Many syntactic coding errors are simple typos or omissions of a trivial symbol. Some LR parsers attempt to detect and automatically repair these common cases. The parser enumerates every possible single-symbol insertion, deletion, or substitution at the error point. The compiler does a trial parse with each change to see if it worked okay. (This requires backtracking to snapshots of the parse stack and input stream, normally unneeded by the parser.) Some best repair is picked. This gives a very helpful error message and resynchronizes the parse well. However, the repair is not trustworthy enough to permanently modify the input file. Repair of syntax errors is easiest to do consistently in parsers (like LR) that have parse tables and an explicit data stack.
Variants of LR Parsers
[edit]Some LR parser generators create separate tailored program code for each state, rather than a parse table. These parsers can run several times faster than the generic parser loop in table-driven parsers. In the recursive ascent parser variation, the explicit parse stack structure is also replaced by the implicit stack used by subroutine calls. Reductions terminate several levels of subroutine calls, which is clumsy in most languages. So recursive ascent parsers are generally slower, less obvious, and harder to hand-modify than recursive descent parsers.
Theory
[edit]LR parsers were invented by Donald Knuth in 1965 as an efficient generalization of precedence parsers. Knuth proved that LR parsers were the most general-purpose parsers possible that would still be efficient in the worst cases.
- "LR(k) grammars can be efficiently parsed with an execution time essentially proportional to the length of the string."
- "A language can be generated by an LR(k) grammar if and only if it is deterministic, if and only if it can be generated by an LR(1) grammar."[1]
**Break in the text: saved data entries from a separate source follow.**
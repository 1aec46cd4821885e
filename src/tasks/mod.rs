pub mod coordinator;
pub mod executor;
pub mod queue;
pub mod rewrite;
pub mod scheduler;
pub mod strategy;
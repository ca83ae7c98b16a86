//! Configuration inspection.

use clap::Subcommand;

use crate::common;

#[derive(Subcommand)]
pub enum ConfigAction {
    /// Show the resolved environment configuration
    Show,
}

fn mask(value: &str) -> String {
    if value.is_empty() {
        "(unset)".to_string()
    } else if value.len() <= 8 {
        "****".to_string()
    } else {
        format!("{}****", &value[..4])
    }
}

pub async fn run(action: ConfigAction) -> Result<(), Box<dyn std::error::Error>> {
    let ctx = common::context();
    match action {
        ConfigAction::Show => {
            let c = &ctx.config;
            println!("backend_url:         {}", if c.base_url.is_empty() { "(unset)" } else { &c.base_url });
            println!("anon_key:            {}", mask(&c.anon_key));
            println!("site_url:            {}", if c.site_url.is_empty() { "(unset)" } else { &c.site_url });
            println!("billing_key_ios:     {}", mask(&c.billing_key_ios));
            println!("billing_key_android: {}", mask(&c.billing_key_android));
        }
    }
    Ok(())
}
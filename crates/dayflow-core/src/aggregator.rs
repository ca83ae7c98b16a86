//! User-data aggregator.
//!
//! On each auth settle with a user present, issues the four collection
//! fetches for that user concurrently. Each fetch is a spawned task keyed by
//! (user id, collection); settling for a different user aborts the previous
//! user's outstanding fetches, so late-arriving results for a stale user
//! never reach the store. One fetch failing neither cancels nor poisons its
//! siblings -- every collection resolves to its own `Result`.

use std::sync::{Arc, Mutex};

use async_trait::async_trait;
use tokio::sync::watch;
use tokio::task::{AbortHandle, JoinHandle};
use tracing::{debug, warn};
use uuid::Uuid;

use crate::error::RemoteError;
use crate::events::{AppEvent, Collection, EventBus};
use crate::model::{Habit, HabitCompletion, PomodoroSession, Task, UserSettings};

/// Read side of the remote backend, as the aggregator and shell see it.
///
/// `RemoteClient` is the production implementation; tests substitute fakes.
#[async_trait]
pub trait UserDataSource: Send + Sync + 'static {
    async fn fetch_tasks(&self, user_id: Uuid) -> Result<Vec<Task>, RemoteError>;
    async fn fetch_habits(&self, user_id: Uuid) -> Result<Vec<Habit>, RemoteError>;
    async fn fetch_completions(&self, user_id: Uuid) -> Result<Vec<HabitCompletion>, RemoteError>;
    async fn fetch_sessions(&self, user_id: Uuid) -> Result<Vec<PomodoroSession>, RemoteError>;
    /// Settings singleton, used for the theme load.
    async fn load_settings(&self, user_id: Uuid) -> Result<UserSettings, RemoteError>;
}

/// Result of one aggregate load. Collections succeed or fail independently.
#[derive(Debug)]
pub struct FetchOutcome {
    pub user_id: Uuid,
    pub tasks: Result<Vec<Task>, RemoteError>,
    pub habits: Result<Vec<Habit>, RemoteError>,
    pub completions: Result<Vec<HabitCompletion>, RemoteError>,
    pub sessions: Result<Vec<PomodoroSession>, RemoteError>,
}

impl FetchOutcome {
    pub fn fully_loaded(&self) -> bool {
        self.tasks.is_ok() && self.habits.is_ok() && self.completions.is_ok() && self.sessions.is_ok()
    }

    /// Collections that failed, with their errors.
    pub fn failures(&self) -> Vec<(Collection, &RemoteError)> {
        let mut failed = Vec::new();
        if let Err(e) = &self.tasks {
            failed.push((Collection::Tasks, e));
        }
        if let Err(e) = &self.habits {
            failed.push((Collection::Habits, e));
        }
        if let Err(e) = &self.completions {
            failed.push((Collection::Completions, e));
        }
        if let Err(e) = &self.sessions {
            failed.push((Collection::Sessions, e));
        }
        failed
    }
}

struct Inflight {
    user_id: Uuid,
    collection: Collection,
    abort: AbortHandle,
}

/// Issues and tracks the concurrent collection fetches.
pub struct UserDataAggregator {
    source: Arc<dyn UserDataSource>,
    bus: EventBus,
    loading_tx: watch::Sender<bool>,
    inflight: Mutex<Vec<Inflight>>,
}

impl UserDataAggregator {
    pub fn new(source: Arc<dyn UserDataSource>, bus: EventBus) -> Self {
        let (loading_tx, _) = watch::channel(false);
        Self {
            source,
            bus,
            loading_tx,
            inflight: Mutex::new(Vec::new()),
        }
    }

    /// True while any fetch is outstanding.
    pub fn is_loading(&self) -> bool {
        *self.loading_tx.borrow()
    }

    /// Watch the unioned loading flag.
    pub fn loading_watch(&self) -> watch::Receiver<bool> {
        self.loading_tx.subscribe()
    }

    /// Abort outstanding fetches that belong to any other user.
    pub fn cancel_other_users(&self, user_id: Uuid) {
        let mut inflight = self.inflight.lock().expect("inflight lock poisoned");
        inflight.retain(|entry| {
            if entry.user_id == user_id {
                return true;
            }
            debug!(stale_user = %entry.user_id, collection = ?entry.collection, "aborting stale fetch");
            entry.abort.abort();
            false
        });
    }

    /// Abort every outstanding fetch (sign-out).
    pub fn cancel_all(&self) {
        let mut inflight = self.inflight.lock().expect("inflight lock poisoned");
        for entry in inflight.drain(..) {
            entry.abort.abort();
        }
        let _ = self.loading_tx.send(false);
    }

    fn track<T: Send + 'static>(
        &self,
        user_id: Uuid,
        collection: Collection,
        handle: &JoinHandle<Result<T, RemoteError>>,
    ) {
        self.inflight
            .lock()
            .expect("inflight lock poisoned")
            .push(Inflight {
                user_id,
                collection,
                abort: handle.abort_handle(),
            });
    }

    fn untrack(&self, user_id: Uuid) {
        let mut inflight = self.inflight.lock().expect("inflight lock poisoned");
        inflight.retain(|entry| entry.user_id != user_id);
        if inflight.is_empty() {
            let _ = self.loading_tx.send(false);
        }
    }

    async fn settle<T: Send + 'static>(
        handle: JoinHandle<Result<T, RemoteError>>,
    ) -> Result<T, RemoteError> {
        match handle.await {
            Ok(result) => result,
            Err(join) if join.is_cancelled() => Err(RemoteError::Cancelled),
            Err(join) => std::panic::resume_unwind(join.into_panic()),
        }
    }

    /// Fetch all four collections for the user.
    ///
    /// Cancels outstanding fetches for other users first, then runs the four
    /// fetches as independent tasks and waits for every one to settle.
    pub async fn load(&self, user_id: Uuid) -> FetchOutcome {
        self.cancel_other_users(user_id);
        let _ = self.loading_tx.send(true);
        debug!(%user_id, "aggregate load started");

        let source = Arc::clone(&self.source);
        let tasks = tokio::spawn({
            let source = Arc::clone(&source);
            async move { source.fetch_tasks(user_id).await }
        });
        let habits = tokio::spawn({
            let source = Arc::clone(&source);
            async move { source.fetch_habits(user_id).await }
        });
        let completions = tokio::spawn({
            let source = Arc::clone(&source);
            async move { source.fetch_completions(user_id).await }
        });
        let sessions = tokio::spawn({
            let source = Arc::clone(&source);
            async move { source.fetch_sessions(user_id).await }
        });

        self.track(user_id, Collection::Tasks, &tasks);
        self.track(user_id, Collection::Habits, &habits);
        self.track(user_id, Collection::Completions, &completions);
        self.track(user_id, Collection::Sessions, &sessions);

        let outcome = FetchOutcome {
            user_id,
            tasks: Self::settle(tasks).await,
            habits: Self::settle(habits).await,
            completions: Self::settle(completions).await,
            sessions: Self::settle(sessions).await,
        };

        self.untrack(user_id);
        self.publish(&outcome);
        outcome
    }

    fn publish(&self, outcome: &FetchOutcome) {
        let user_id = outcome.user_id;
        let counts = [
            (Collection::Tasks, outcome.tasks.as_ref().map(Vec::len)),
            (Collection::Habits, outcome.habits.as_ref().map(Vec::len)),
            (
                Collection::Completions,
                outcome.completions.as_ref().map(Vec::len),
            ),
            (Collection::Sessions, outcome.sessions.as_ref().map(Vec::len)),
        ];
        for (collection, result) in counts {
            match result {
                Ok(count) => self.bus.publish(AppEvent::CollectionLoaded {
                    user_id,
                    collection,
                    count,
                }),
                Err(error) => {
                    warn!(%user_id, ?collection, %error, "collection fetch failed");
                    self.bus.publish(AppEvent::CollectionFailed {
                        user_id,
                        collection,
                        message: error.to_string(),
                    });
                }
            }
        }
        self.bus.publish(AppEvent::AggregateSettled { user_id });
    }
}

#[cfg(test)]
mod tests {
    use super::*;
    use std::sync::atomic::{AtomicUsize, Ordering};
    use std::time::Duration;

    /// Fake source: configurable failure and per-user delay.
    struct FakeSource {
        fail_tasks: bool,
        slow_user: Option<Uuid>,
        fetches: AtomicUsize,
    }

    impl FakeSource {
        fn new() -> Self {
            Self {
                fail_tasks: false,
                slow_user: None,
                fetches: AtomicUsize::new(0),
            }
        }

        async fn delay_for(&self, user_id: Uuid) {
            self.fetches.fetch_add(1, Ordering::SeqCst);
            if self.slow_user == Some(user_id) {
                tokio::time::sleep(Duration::from_secs(60)).await;
            }
        }
    }

    #[async_trait]
    impl UserDataSource for FakeSource {
        async fn fetch_tasks(&self, user_id: Uuid) -> Result<Vec<Task>, RemoteError> {
            self.delay_for(user_id).await;
            if self.fail_tasks {
                return Err(RemoteError::Api {
                    status: 500,
                    message: "boom".to_string(),
                });
            }
            Ok(Vec::new())
        }

        async fn fetch_habits(&self, user_id: Uuid) -> Result<Vec<Habit>, RemoteError> {
            self.delay_for(user_id).await;
            Ok(Vec::new())
        }

        async fn fetch_completions(
            &self,
            user_id: Uuid,
        ) -> Result<Vec<HabitCompletion>, RemoteError> {
            self.delay_for(user_id).await;
            Ok(Vec::new())
        }

        async fn fetch_sessions(&self, user_id: Uuid) -> Result<Vec<PomodoroSession>, RemoteError> {
            self.delay_for(user_id).await;
            Ok(Vec::new())
        }

        async fn load_settings(&self, user_id: Uuid) -> Result<UserSettings, RemoteError> {
            Ok(UserSettings::defaults_for(user_id))
        }
    }

    #[tokio::test]
    async fn sibling_fetches_survive_one_failure() {
        let source = Arc::new(FakeSource {
            fail_tasks: true,
            ..FakeSource::new()
        });
        let bus = EventBus::default();
        let mut rx = bus.subscribe();
        let aggregator = UserDataAggregator::new(source, bus);

        let outcome = aggregator.load(Uuid::new_v4()).await;
        assert!(outcome.tasks.is_err());
        assert!(outcome.habits.is_ok());
        assert!(outcome.completions.is_ok());
        assert!(outcome.sessions.is_ok());
        assert!(!outcome.fully_loaded());
        assert_eq!(outcome.failures().len(), 1);
        assert!(!aggregator.is_loading());

        let mut failed = 0;
        let mut settled = false;
        while let Ok(event) = rx.try_recv() {
            match event {
                AppEvent::CollectionFailed { .. } => failed += 1,
                AppEvent::AggregateSettled { .. } => settled = true,
                _ => {}
            }
        }
        assert_eq!(failed, 1);
        assert!(settled);
    }

    #[tokio::test]
    async fn user_change_aborts_stale_fetches() {
        let user_a = Uuid::new_v4();
        let user_b = Uuid::new_v4();
        let source = Arc::new(FakeSource {
            slow_user: Some(user_a),
            ..FakeSource::new()
        });
        let bus = EventBus::default();
        let aggregator = Arc::new(UserDataAggregator::new(source, bus));

        let stale = {
            let aggregator = Arc::clone(&aggregator);
            tokio::spawn(async move { aggregator.load(user_a).await })
        };
        // Let user A's fetches spawn and register before the user changes.
        for _ in 0..8 {
            tokio::task::yield_now().await;
        }
        assert!(aggregator.is_loading());

        let fresh = aggregator.load(user_b).await;
        assert!(fresh.fully_loaded());

        let stale = stale.await.unwrap();
        assert_eq!(stale.user_id, user_a);
        assert!(matches!(stale.tasks, Err(RemoteError::Cancelled)));
        assert!(matches!(stale.sessions, Err(RemoteError::Cancelled)));
        assert!(!aggregator.is_loading());
    }

    #[tokio::test]
    async fn cancel_all_clears_loading() {
        let source = Arc::new(FakeSource::new());
        let aggregator = UserDataAggregator::new(source, EventBus::default());
        aggregator.cancel_all();
        assert!(!aggregator.is_loading());
    }
}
In other words, if a language was reasonable enough to allow an efficient one-pass parser, it could be described by an LR(k) grammar. And that grammar could always be mechanically transformed into an equivalent (but larger) LR(1) grammar. So an LR(1) parsing method was, in theory, powerful enough to handle any reasonable language. In practice, the natural grammars for many programming languages are close to being LR(1).
The canonical LR parsers described by Knuth had too many states and parse tables that were impractically large for the limited computer memories of that era. LR parsing became practical when Frank DeRemer invented SLR and LALR parsers with many fewer states.[5][6]
For full details on LR theory and how LR parsers are derived from grammars, see [7] if you can find it, otherwise see their current textbook.[8]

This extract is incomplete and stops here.